Várias patrulhas militares rastreiam a área para encontrar os cadáveres, informa a agência France Presse. A tarefa é complicada pelas condições topográficas e de segurança da região, onde a guerrilha tem campos minados. A promotoria ofereceu proteção a quem disser onde estão os corpos. O governador de Nariño, Antonio Navarro Wolf, do esquerdista Pólo Democrático, se reuniu na quinta-feira com os comandantes militares e policiais. "Acho bom que estejam levando a tropa ao local e estejam procurando os corpos, porque o fato é extremamente grave", disse.

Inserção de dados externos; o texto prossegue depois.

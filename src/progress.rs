//! Run progress observability: events emitted by the orchestrator as a sweep advances.

pub mod bus;
pub mod event;

pub use bus::ProgressBus;
pub use event::{JobFinishedData, RunEvent, StatusCounts};
//! CLI parse: clap types for wedge. No behavior; definitions only.

use clap::Parser;
use std::path::PathBuf;

/// Wedge CLI - parameter sweeps against a ComfyUI-compatible server
#[derive(Parser, Debug)]
#[command(name = "wedge")]
#[command(about = "Expand parameter wedges and submit one job per combination to ComfyUI")]
pub struct Cli {
    /// Base workflow (ComfyUI API-format JSON)
    #[arg(long)]
    pub workflow: PathBuf,

    /// Wedge config JSON (tried as given, then relative to the workflow directory)
    #[arg(long, conflicts_with = "config_stdin")]
    pub config: Option<PathBuf>,

    /// Read the wedge config JSON from stdin
    #[arg(long)]
    pub config_stdin: bool,

    /// Tool settings file (TOML); replaces the global and workflow-adjacent settings
    #[arg(long)]
    pub settings: Option<PathBuf>,

    /// Preferred title of the output node (default from settings: OUT_image)
    #[arg(long)]
    pub output_node: Option<String>,

    /// Submit at most this many combinations
    #[arg(long, value_parser = clap::value_parser!(u64).range(1..))]
    pub limit: Option<u64>,

    /// List the jobs that would run without submitting anything
    #[arg(long)]
    pub dry_run: bool,

    /// Print each combination before submitting
    #[arg(long)]
    pub print_combinations: bool,

    /// Watch each job until it finishes instead of trusting the acknowledgment
    #[arg(long)]
    pub stream: bool,

    /// Exit non-zero when any job failed or timed out
    #[arg(long)]
    pub strict: bool,

    /// Ask for confirmation before submitting
    #[arg(long, conflicts_with = "no_confirm")]
    pub confirm: bool,

    /// Never ask for confirmation
    #[arg(long)]
    pub no_confirm: bool,

    /// Seconds to wait for a streamed job before marking it timed out
    #[arg(long, value_parser = clap::value_parser!(u64).range(1..))]
    pub timeout_secs: Option<u64>,

    /// Extra submission attempts per job
    #[arg(long)]
    pub retries: Option<u32>,

    /// Skip combinations that do not resolve against the workflow instead of aborting
    #[arg(long)]
    pub skip_unresolved: bool,

    /// Stop the run at the first failed job
    #[arg(long)]
    pub stop_on_failure: bool,

    /// Print the resolved settings as TOML and exit
    #[arg(long)]
    pub show_settings: bool,

    /// Output format for the run summary (text or json)
    #[arg(long, default_value = "text", value_parser = ["text", "json"])]
    pub format: String,

    /// Enable verbose logging and the per-job table
    #[arg(long, conflicts_with = "quiet")]
    pub verbose: bool,

    /// Disable logging
    #[arg(long)]
    pub quiet: bool,

    /// Log level (trace, debug, info, warn, error, off)
    #[arg(long)]
    pub log_level: Option<String>,

    /// Log format (json, text)
    #[arg(long)]
    pub log_format: Option<String>,

    /// Log output (stdout, stderr, file)
    #[arg(long)]
    pub log_output: Option<String>,

    /// Log file path (when output is "file")
    #[arg(long)]
    pub log_file: Option<PathBuf>,
}

impl Cli {
    pub fn workflow_dir(&self) -> Option<&std::path::Path> {
        match self.workflow.parent() {
            Some(dir) if dir.as_os_str().is_empty() => Some(std::path::Path::new(".")),
            other => other,
        }
    }
}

Centenas de indígenas estão se deslocando para Samaniego e outras sedes municipais. Todos confessam que "fogem do massacre". "São as Farc; eles estão lá", disse um líder dos awás, que há anos lutam para que se respeite sua autonomia em meio ao conflito armado. "Todo mundo quer nos deslocar para ficar com nossas terras." "Todos os grupos nos matam, querem que colaboremos, fiquemos a serviço deles."

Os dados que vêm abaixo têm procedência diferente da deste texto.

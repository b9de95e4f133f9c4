//! CLI presentation: text and json formatters for plans, dry runs, progress, and reports.

use crate::combination::CombinationPlan;
use crate::error::WedgeError;
use crate::orchestrator::{format_duration, Job, RunReport, RunStatus};
use crate::progress::RunEvent;
use comfy_table::{presets, Table};
use owo_colors::OwoColorize;
use serde_json::json;
use std::time::Duration;

fn to_json_string(value: &impl serde::Serialize) -> Result<String, WedgeError> {
    serde_json::to_string_pretty(value)
        .map_err(|e| WedgeError::Workflow(format!("Failed to render JSON: {}", e)))
}

/// `[i/planned] node.param=value, ...` per planned combination.
pub fn format_combinations(plan: &CombinationPlan) -> String {
    let planned = plan.planned();
    let mut lines = vec![format!(
        "Listing {} of {} combination(s):",
        planned,
        plan.total()
    )];
    for combo in plan.iter() {
        lines.push(format!("  [{}/{}] {}", combo.index, planned, combo.describe()));
    }
    lines.join("\n")
}

pub fn format_dry_run_text(jobs: &[Job], total: usize) -> String {
    let mut table = Table::new();
    table.load_preset(presets::UTF8_FULL);
    table.set_header(vec!["#", "Combination", "Output node", "Output prefix"]);
    for job in jobs {
        table.add_row(vec![
            job.index.to_string(),
            job.combination.describe(),
            job.output_node.clone(),
            job.output_path.display().to_string(),
        ]);
    }
    format!(
        "Dry run: {} of {} combination(s), nothing submitted.\n{}",
        jobs.len(),
        total,
        table
    )
}

pub fn format_dry_run_json(jobs: &[Job], total: usize) -> Result<String, WedgeError> {
    let jobs: Vec<serde_json::Value> = jobs
        .iter()
        .map(|job| {
            json!({
                "index": job.index,
                "combination": job.combination.to_json(),
                "output_name": job.output_name,
                "output_path": job.output_path.display().to_string(),
                "output_node": job.output_node,
            })
        })
        .collect();
    to_json_string(&json!({ "total": total, "planned": jobs.len(), "jobs": jobs }))
}

/// Counts table, plus the per-job table when `verbose`.
pub fn format_report_text(report: &RunReport, verbose: bool) -> String {
    let counts = report.counts();
    let mut summary = Table::new();
    summary.load_preset(presets::UTF8_FULL);
    summary.set_header(vec!["Status", "Jobs"]);
    summary.add_row(vec!["SUCCEEDED".to_string(), counts.succeeded.to_string()]);
    summary.add_row(vec!["FAILED".to_string(), counts.failed.to_string()]);
    summary.add_row(vec!["TIMED_OUT".to_string(), counts.timed_out.to_string()]);
    summary.add_row(vec!["SKIPPED".to_string(), counts.skipped.to_string()]);
    summary.add_row(vec![
        "NOT ATTEMPTED".to_string(),
        report.not_attempted().to_string(),
    ]);

    let mut out = format!(
        "Sweep summary ({} planned of {} total)\n{}",
        report.planned, report.total, summary
    );

    if verbose && !report.results.is_empty() {
        let mut jobs = Table::new();
        jobs.load_preset(presets::UTF8_FULL);
        jobs.set_header(vec!["#", "Combination", "Status", "Elapsed", "Job id", "Detail"]);
        for r in &report.results {
            let detail = r
                .error
                .clone()
                .or_else(|| r.output.clone())
                .unwrap_or_default();
            jobs.add_row(vec![
                r.index.to_string(),
                r.combination.clone(),
                r.status.as_str().to_string(),
                format_duration(r.elapsed),
                r.job_id.clone().unwrap_or_else(|| "-".to_string()),
                detail,
            ]);
        }
        out.push('\n');
        out.push_str(&jobs.to_string());
    }

    if report.cancelled {
        out.push_str("\nRun cancelled.");
    }
    if let Some(reason) = &report.aborted {
        out.push_str(&format!("\nRun aborted: {}", reason));
    }
    out
}

pub fn format_report_json(report: &RunReport) -> Result<String, WedgeError> {
    let value = json!({
        "counts": report.counts(),
        "not_attempted": report.not_attempted(),
        "report": report,
    });
    to_json_string(&value)
}

pub fn confirmation_prompt(planned: usize, output_dir: &std::path::Path) -> String {
    let plural = if planned == 1 { "" } else { "s" };
    format!(
        "Submit {} run{} and write outputs under '{}'?",
        planned,
        plural,
        output_dir.display()
    )
}

/// One progress line per interesting event; `None` for events not worth printing.
pub fn format_progress_event(event: &RunEvent, color: bool) -> Option<String> {
    match event {
        RunEvent::JobFinished(data) => {
            let status = paint_status(&data.status, color);
            let detail = data
                .error
                .as_deref()
                .or(data.output.as_deref())
                .map(|d| format!(" ({})", d))
                .unwrap_or_default();
            Some(format!(
                "  #{} {} in {}{}",
                data.index,
                status,
                format_duration(Duration::from_millis(data.duration_ms as u64)),
                detail
            ))
        }
        RunEvent::Summary {
            counts,
            remaining,
            eta_ms,
        } if *remaining > 0 => {
            let eta = eta_ms
                .map(|ms| format_duration(Duration::from_millis(ms as u64)))
                .unwrap_or_else(|| "-".to_string());
            let line = format!(
                "  {} done, {} remaining, ETA {}",
                counts.attempted(),
                remaining,
                eta
            );
            Some(if color { line.dimmed().to_string() } else { line })
        }
        _ => None,
    }
}

fn paint_status(status: &str, color: bool) -> String {
    if !color {
        return status.to_string();
    }
    match status {
        s if s == RunStatus::Succeeded.as_str() => s.green().to_string(),
        s if s == RunStatus::Skipped.as_str() => s.yellow().to_string(),
        s => s.red().to_string(),
    }
}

E isso provocou o massacre, asseguram. O exército os pressionou para que informassem onde estava a guerrilha. Então as Farc os esperaram no outro dia - 4 de fevereiro passado - em um caminho. Os amarrou um a um, os levou para uma grota e os assassinou a faca. "O exército estava perto", afirmam. "Por isso usaram facas, para que não escutassem os tiros."
Os indígenas insistem na urgência de que uma comissão humanitária entre na zona, onde "há crianças, filhas das vítimas, que estão nas casas sozinhas e com fome". A comissão, acordada na quarta-feira, não saiu; é uma missão arriscada. O território awá está minado. Os dois grupos guerrilheiros mais importantes da Colômbia, as Farc e o Exército de Libertação Nacional (ELN), que travam uma guerra, o semearam com essas armadilhas mortais. Então os awás vivem confinados. "Trancados, sem saída, não podem ir nem colher bananas; não podem se mover para nenhum lado. Se o exército bombardear ou a guerrilha matar, se alguém tenta escapar cai nas minas..."

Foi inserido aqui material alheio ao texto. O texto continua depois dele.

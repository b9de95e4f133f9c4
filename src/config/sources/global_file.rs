//! Global settings file: $XDG_CONFIG_HOME/wedge/config.toml or ~/.config/wedge/config.toml

use config::builder::DefaultState;
use config::ConfigBuilder;
use config::ConfigError;
use config::File;
use std::path::PathBuf;
use tracing::debug;

/// Path to the global settings file.
pub fn global_config_path() -> Option<PathBuf> {
    if let Ok(xdg) = std::env::var("XDG_CONFIG_HOME") {
        if !xdg.is_empty() {
            return Some(PathBuf::from(xdg).join("wedge").join("config.toml"));
        }
    }
    directories::BaseDirs::new().map(|dirs| dirs.config_dir().join("wedge").join("config.toml"))
}

/// Add the global settings file to the builder if it exists.
pub fn add_to_builder(
    mut builder: ConfigBuilder<DefaultState>,
) -> Result<ConfigBuilder<DefaultState>, ConfigError> {
    if let Some(path) = global_config_path() {
        if path.exists() {
            let canonical = path.canonicalize().unwrap_or_else(|_| path.clone());
            builder = builder.add_source(File::from(canonical).required(false));
        } else {
            debug!(
                config_path = %path.display(),
                "No global settings file; using defaults"
            );
        }
    }
    Ok(builder)
}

E acusam o exército, que entrou em seu território há um ano. Afirmam que entraram abusivamente em suas casas, que fazem bombardeios indiscriminados, que os matam e depois os vestem de guerrilheiros, os acusam de serem colaboradores da guerrilha, de terroristas, por usar botas pantaneiras como as que os guerrilheiros usam na selva.
Na quinta-feira, o presidente Álvaro Uribe nomeou um general para estabelecer "laços de confiança com os awás. Na quarta-feira passada, em reunião na sede do governo departamental, os comandos regionais se comprometeram a cumprir a orientação do Ministério da Defesa que os proíbe expressamente de envolver a população indígena em tarefas militares. É tão difícil a situação que os awás preferem não dar seus nomes.
Quem dá a cara é o presidente da Organização Indígena Nacional. Pediu que as Farc e seu comandante Alfonso Cano deixem a comunidade em paz. A lista de crimes dessa organização de origem comunista contra os awás é longa. Os matam como sapos por não obedecer a suas ordens. "Eles amanhecem com o demônio e matam alguém quando querem..." E há ameaças de morte por receber apoio de entidades de assistência social governamentais, ou do Plano Mundial de Alimentos da ONU.
Altulbi Nunabi, governador de um das 20 reservas, recebeu há alguns anos ajuda do PMA: as Farc o acusaram de receber remessas dos paramilitares e o mataram. E recrutam os jovens com diferentes artimanhas. Se fugirem, a ameaça é para as famílias. Se não entregam o fugitivo, levam outro filho à força para suas fileiras.
Por tudo isso os awás preparam uma marcha, uma "Minga" comunitária, à qual se somarão outras organizações indígenas: "Será uma pressão tão forte para dizer às Farc: Respeitem!...", disse enfaticamente esse líder de 28 anos que diz não sentir medo. "Sabemos que estamos sob ameaça e sabemos que um dia vão nos matar."